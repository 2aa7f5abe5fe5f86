//! Data-quality diagnostics emitted by the transformation engine.
//!
//! Every rejected or suspect input value becomes an [`ErrorRecord`] data
//! artifact. Validation never aborts a batch; downstream loaders receive the
//! complete error set alongside the valid records.

use std::fmt;

use chrono::{DateTime, Utc};
use serde::{Deserialize, Serialize};

/// Logical table a raw record belongs to.
#[derive(Debug, Clone, Copy, PartialEq, Eq, PartialOrd, Ord, Serialize, Deserialize)]
#[serde(rename_all = "snake_case")]
pub enum SourceTable {
    Patients,
    DeviceReadings,
}

impl SourceTable {
    pub fn as_str(&self) -> &'static str {
        match self {
            SourceTable::Patients => "patients",
            SourceTable::DeviceReadings => "device_readings",
        }
    }
}

impl fmt::Display for SourceTable {
    fn fmt(&self, f: &mut fmt::Formatter<'_>) -> fmt::Result {
        write!(f, "{}", self.as_str())
    }
}

/// Reference to the offending raw record: its identifier when one was
/// present, otherwise its position in the input batch.
#[derive(Debug, Clone, PartialEq, Eq, Serialize, Deserialize)]
#[serde(rename_all = "snake_case")]
pub enum RecordRef {
    Id(String),
    Index(usize),
}

impl fmt::Display for RecordRef {
    fn fmt(&self, f: &mut fmt::Formatter<'_>) -> fmt::Result {
        match self {
            RecordRef::Id(id) => write!(f, "{id}"),
            RecordRef::Index(index) => write!(f, "#{index}"),
        }
    }
}

/// Closed taxonomy of data-quality findings.
#[derive(Debug, Clone, Copy, PartialEq, Eq, Serialize, Deserialize)]
#[serde(rename_all = "snake_case")]
pub enum ErrorKind {
    /// Mandatory field absent or empty.
    MissingField,
    /// Value present but fails its type, pattern, or parse check.
    InvalidFormat,
    /// Numeric value outside the declared plausible bound.
    OutOfRange,
    /// Cross-field relational rule violated.
    LogicalInconsistency,
    /// Timestamp regresses relative to the owner's prior accepted reading.
    OutOfOrder,
}

impl ErrorKind {
    pub fn as_str(&self) -> &'static str {
        match self {
            ErrorKind::MissingField => "missing_field",
            ErrorKind::InvalidFormat => "invalid_format",
            ErrorKind::OutOfRange => "out_of_range",
            ErrorKind::LogicalInconsistency => "logical_inconsistency",
            ErrorKind::OutOfOrder => "out_of_order",
        }
    }
}

impl fmt::Display for ErrorKind {
    fn fmt(&self, f: &mut fmt::Formatter<'_>) -> fmt::Result {
        write!(f, "{}", self.as_str())
    }
}

/// A structured diagnostic for one rejected or suspect input.
#[derive(Debug, Clone, PartialEq, Serialize, Deserialize)]
pub struct ErrorRecord {
    /// Which raw record the finding refers to.
    pub reference: RecordRef,
    /// Logical table of the offending record.
    pub source: SourceTable,
    /// Field that failed, or a sentinel such as `blood_pressure` for
    /// cross-field findings.
    pub field: String,
    pub kind: ErrorKind,
    /// Human-readable description of the finding.
    pub message: String,
    /// Stringified offending input, empty when the value was absent.
    pub original_value: String,
    /// Creation time; metadata only, not part of the partition decision.
    pub created_at: DateTime<Utc>,
}

impl ErrorRecord {
    pub fn new(
        reference: RecordRef,
        source: SourceTable,
        field: impl Into<String>,
        kind: ErrorKind,
        message: impl Into<String>,
        original_value: impl Into<String>,
    ) -> Self {
        Self {
            reference,
            source,
            field: field.into(),
            kind,
            message: message.into(),
            original_value: original_value.into(),
            created_at: Utc::now(),
        }
    }
}
//! End-to-end tests for the batch transformation orchestrator.

use vitals_core::transform_batch;
use vitals_model::{ErrorKind, RawRecord, SourceTable};

fn sample_patients() -> Vec<RawRecord> {
    vec![
        RawRecord::new()
            .with("id", "p1")
            .with("name", "Alice Wonderland")
            .with("dob", "1990-01-01")
            .with("gender", "Female")
            .with("email", "alice@example.com")
            .with("phone", "555-1234"),
        RawRecord::new()
            .with("id", "p2")
            .with("name", "Bob The Builder")
            .with("dob", "03/15/1985")
            .with("email", "bob@"),
        // No identifier: rejected, referenced by batch position.
        RawRecord::new()
            .with("name", "No ID Charlie")
            .with("dob", "1950-07-30"),
    ]
}

fn sample_readings() -> Vec<RawRecord> {
    vec![
        RawRecord::new()
            .with("reading_id", "r1")
            .with("patient_id", "p1")
            .with("timestamp", "2023-01-01T10:00:00Z")
            .with("glucose", 120.5)
            .with("systolic_bp", 120)
            .with("diastolic_bp", 80),
        // Timestamp regression for p1.
        RawRecord::new()
            .with("reading_id", "r2")
            .with("patient_id", "p1")
            .with("timestamp", "2023-01-01T09:00:00Z")
            .with("glucose", 110.0),
        // Diastolic above systolic: advisory, still emitted.
        RawRecord::new()
            .with("reading_id", "r4")
            .with("patient_id", "p2")
            .with("timestamp", "2023-01-02T14:00:00Z")
            .with("systolic_bp", 130)
            .with("diastolic_bp", 150),
        // Unparseable timestamp: rejected.
        RawRecord::new()
            .with("reading_id", "r5")
            .with("patient_id", "p4")
            .with("timestamp", "invalid_timestamp")
            .with("glucose", 100.0),
    ]
}

#[test]
fn empty_batch_yields_empty_outputs_and_zero_counts() {
    let outcome = transform_batch(&[], &[]);
    assert!(outcome.patients.is_empty());
    assert!(outcome.readings.is_empty());
    assert!(outcome.errors.is_empty());
    assert_eq!(outcome.summary.raw_patients, 0);
    assert_eq!(outcome.summary.raw_readings, 0);
    assert_eq!(outcome.summary.valid_patients, 0);
    assert_eq!(outcome.summary.valid_readings, 0);
    assert_eq!(outcome.summary.error_records, 0);
}

#[test]
fn batch_partitions_into_valid_and_error_sets() {
    let outcome = transform_batch(&sample_patients(), &sample_readings());

    let patient_ids: Vec<&str> = outcome.patients.iter().map(|p| p.id.as_str()).collect();
    assert_eq!(patient_ids, vec!["p1", "p2"]);

    // Bob's bad email is advisory: reported, field absent.
    let bob = &outcome.patients[1];
    assert_eq!(bob.email, None);
    assert_eq!(bob.dob.map(|d| d.to_string()), Some("1985-03-15".to_string()));

    let reading_ids: Vec<&str> = outcome.readings.iter().map(|r| r.id.as_str()).collect();
    assert_eq!(reading_ids, vec!["r1", "r2", "r4"]);

    let findings: Vec<(ErrorKind, String)> = outcome
        .errors
        .iter()
        .map(|e| (e.kind, e.reference.to_string()))
        .collect();
    assert_eq!(
        findings,
        vec![
            (ErrorKind::InvalidFormat, "p2".to_string()), // bad email
            (ErrorKind::MissingField, "#2".to_string()),  // Charlie has no id
            (ErrorKind::LogicalInconsistency, "r4".to_string()),
            (ErrorKind::InvalidFormat, "r5".to_string()), // bad timestamp
            (ErrorKind::OutOfOrder, "r2".to_string()),
        ]
    );

    assert_eq!(outcome.summary.raw_patients, 3);
    assert_eq!(outcome.summary.raw_readings, 4);
    assert_eq!(outcome.summary.valid_patients, 2);
    assert_eq!(outcome.summary.valid_readings, 3);
    assert_eq!(outcome.summary.error_records, outcome.errors.len());
}

#[test]
fn logical_inconsistency_is_advisory() {
    let readings = vec![
        RawRecord::new()
            .with("reading_id", "r1")
            .with("timestamp", "2023-01-01T10:00:00Z")
            .with("systolic_bp", 120)
            .with("diastolic_bp", 130),
    ];

    let outcome = transform_batch(&[], &readings);
    assert_eq!(outcome.readings.len(), 1);
    assert_eq!(outcome.errors.len(), 1);
    assert_eq!(outcome.errors[0].kind, ErrorKind::LogicalInconsistency);
    assert_eq!(outcome.errors[0].source, SourceTable::DeviceReadings);
    assert_eq!(outcome.errors[0].field, "blood_pressure");
}

#[test]
fn rejected_reading_does_not_feed_the_ordering_audit() {
    // The rejected 12:00 reading must not create a watermark that would
    // flag the later valid 09:00 reading.
    let readings = vec![
        RawRecord::new()
            .with("reading_id", "r1")
            .with("patient_id", "p1")
            .with("timestamp", "2023-01-01T08:00:00Z"),
        RawRecord::new()
            .with("patient_id", "p1")
            .with("timestamp", "2023-01-01T12:00:00Z"), // no reading_id: rejected
        RawRecord::new()
            .with("reading_id", "r3")
            .with("patient_id", "p1")
            .with("timestamp", "2023-01-01T09:00:00Z"),
    ];

    let outcome = transform_batch(&[], &readings);
    assert_eq!(outcome.readings.len(), 2);
    assert!(
        outcome.errors.iter().all(|e| e.kind != ErrorKind::OutOfOrder),
        "rejected reading leaked into the ordering audit"
    );
}

#[test]
fn reruns_produce_the_same_partition() {
    let first = transform_batch(&sample_patients(), &sample_readings());
    let second = transform_batch(&sample_patients(), &sample_readings());

    assert_eq!(first.patients, second.patients);
    assert_eq!(first.readings, second.readings);
    assert_eq!(first.summary, second.summary);
    for (a, b) in first.errors.iter().zip(&second.errors) {
        assert_eq!(a.reference, b.reference);
        assert_eq!(a.kind, b.kind);
        assert_eq!(a.field, b.field);
        assert_eq!(a.message, b.message);
    }
}
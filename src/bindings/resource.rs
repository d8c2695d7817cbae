// SPDX-License-Identifier: Parity-7.0.0 OR PolyForm-Noncommercial-1.0.0
//! The common interface of everything that can occupy a slot.

use crate::bindings::resource_tracking::{ResourceTracker, SlotRef};
use crate::error::RejectReason;
use crate::native::NativeHandle;
use std::fmt::Debug;

/// A versioned GPU-visible object that can be attached to a slot.
///
/// Resources are created by the resource factory (outside this crate), shared through
/// `Arc`, and may be mutated from loader threads.  Slots hold them without owning them.
pub trait Bindable: Debug + Send + Sync + 'static {
    fn tracker(&self) -> &ResourceTracker;

    fn native(&self) -> NativeHandle;

    /// Validates an attachment request.  Called when the resource is first bound to
    /// `slot`, and again whenever its content version changes while bound.
    fn check_attach(&self, slot: SlotRef) -> Result<(), RejectReason>;

    fn version(&self) -> u32 {
        self.tracker().version()
    }

    fn label(&self) -> &str {
        self.tracker().label()
    }
}
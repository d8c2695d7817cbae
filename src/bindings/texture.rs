// SPDX-License-Identifier: Parity-7.0.0 OR PolyForm-Noncommercial-1.0.0
//! Textures, as shader resources or as output attachments.

use crate::bindings::resource::Bindable;
use crate::bindings::resource_tracking::{MutationGuard, ResourceTracker, SlotRef};
use crate::bindings::visible_to::{SlotKind, TextureUsage};
use crate::error::RejectReason;
use crate::native::NativeHandle;

/// A GPU texture as seen by the binding engine.
///
/// The usage decides which slots it may occupy: shader-resource slots need
/// [`TextureUsage::SAMPLED`], render-target and depth-stencil slots need the matching
/// attachment usage.
#[derive(Debug)]
pub struct Texture {
    tracker: ResourceTracker,
    native: NativeHandle,
    usage: TextureUsage,
    width: u32,
    height: u32,
}

impl Texture {
    pub fn new(label: &str, native: NativeHandle, usage: TextureUsage, width: u32, height: u32) -> Self {
        Texture {
            tracker: ResourceTracker::new(label),
            native,
            usage,
            width,
            height,
        }
    }

    /// The usages the texture was created with.
    pub fn usage(&self) -> TextureUsage {
        self.usage
    }

    pub fn width(&self) -> u32 {
        self.width
    }

    pub fn height(&self) -> u32 {
        self.height
    }

    /// Begins an upload.  The new version is published when the guard drops.
    pub fn write(&self) -> MutationGuard<'_> {
        self.tracker.begin_mutation()
    }
}

impl Bindable for Texture {
    fn tracker(&self) -> &ResourceTracker {
        &self.tracker
    }

    fn native(&self) -> NativeHandle {
        self.native
    }

    fn check_attach(&self, slot: SlotRef) -> Result<(), RejectReason> {
        match slot.kind {
            SlotKind::ShaderResource | SlotKind::RenderTarget | SlotKind::DepthStencil => {
                if self.usage.permits(slot.kind) {
                    Ok(())
                } else {
                    Err(RejectReason::MissingUsage)
                }
            }
            _ => Err(RejectReason::WrongKind),
        }
    }
}
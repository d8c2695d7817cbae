// SPDX-License-Identifier: Parity-7.0.0 OR PolyForm-Noncommercial-1.0.0
//! Error types for the binding engine.
//!
//! Binding is designed to degrade rather than fail.  Of the three conditions here, only
//! [`SlotOverflow`] is a programming error; the others are recovered inside the engine
//! (the slot is left unbound, or a placeholder input layout is used) and are exposed
//! as values for diagnostics through [`crate::images::Pipeline::diagnose`].

use crate::bindings::resource_tracking::SlotRef;
use crate::bindings::visible_to::SlotKind;
use std::fmt::Display;

/// Why a resource refused to occupy a slot.
#[derive(Debug, Clone, Copy, PartialEq, Eq, Hash)]
#[non_exhaustive]
pub enum RejectReason {
    /// The resource category can never occupy this kind of slot (e.g. a sampler in a
    /// vertex-buffer slot).
    WrongKind,
    /// The resource was not created with a usage that permits this slot kind.
    MissingUsage,
    /// A shader was offered to the shader slot of a different stage.
    WrongStage,
    /// A vertex buffer without a registered vertex format.
    MissingVertexFormat,
    /// An index buffer without an index format.
    MissingIndexFormat,
}

impl Display for RejectReason {
    fn fmt(&self, f: &mut std::fmt::Formatter<'_>) -> std::fmt::Result {
        match self {
            RejectReason::WrongKind => write!(f, "resource cannot occupy this kind of slot"),
            RejectReason::MissingUsage => write!(f, "resource usage does not permit this slot"),
            RejectReason::WrongStage => write!(f, "shader belongs to another stage"),
            RejectReason::MissingVertexFormat => write!(f, "buffer has no vertex format"),
            RejectReason::MissingIndexFormat => write!(f, "buffer has no index format"),
        }
    }
}

/// A resource refused attachment to a slot.
///
/// Non-fatal: the slot stays unbound and the pass continues.
#[derive(Debug, Clone, PartialEq, Eq, thiserror::Error)]
#[error("{label} rejected by {slot}: {reason}")]
pub struct BindRejected {
    pub slot: SlotRef,
    pub label: String,
    pub reason: RejectReason,
}

/// The bound vertex buffers cannot feed the vertex shader's input signature.
#[derive(Debug, Clone, PartialEq, Eq, thiserror::Error)]
#[non_exhaustive]
pub enum LayoutMismatch {
    #[error("shader input {semantic}{index} is not provided by any bound vertex buffer")]
    MissingElement { semantic: String, index: u32 },
}

/// A slot index or slot count beyond the hardware limit.
#[derive(Debug, Clone, Copy, PartialEq, Eq, thiserror::Error)]
#[error("slot {index} requested for {kind:?} but only {limit} slots exist")]
pub struct SlotOverflow {
    pub kind: SlotKind,
    pub index: u32,
    pub limit: u32,
}

/// Any error of the binding engine.
#[derive(Debug, Clone, PartialEq, Eq, thiserror::Error)]
pub enum Error {
    /// Reported by [`crate::images::Pipeline::diagnose`]; the pass itself continued.
    #[error(transparent)]
    BindRejected(#[from] BindRejected),
    /// Reported by [`crate::images::Pipeline::diagnose`]; a placeholder layout is bound.
    #[error(transparent)]
    LayoutMismatch(#[from] LayoutMismatch),
    /// Returned by the `try_*` constructors and accessors.
    #[error(transparent)]
    SlotOverflow(#[from] SlotOverflow),
}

* _Problem to work on_
Once every line above has been checked for the string "InvalidFormat", give the number of matching lines and nothing more.

* _Reply to the exercise_
4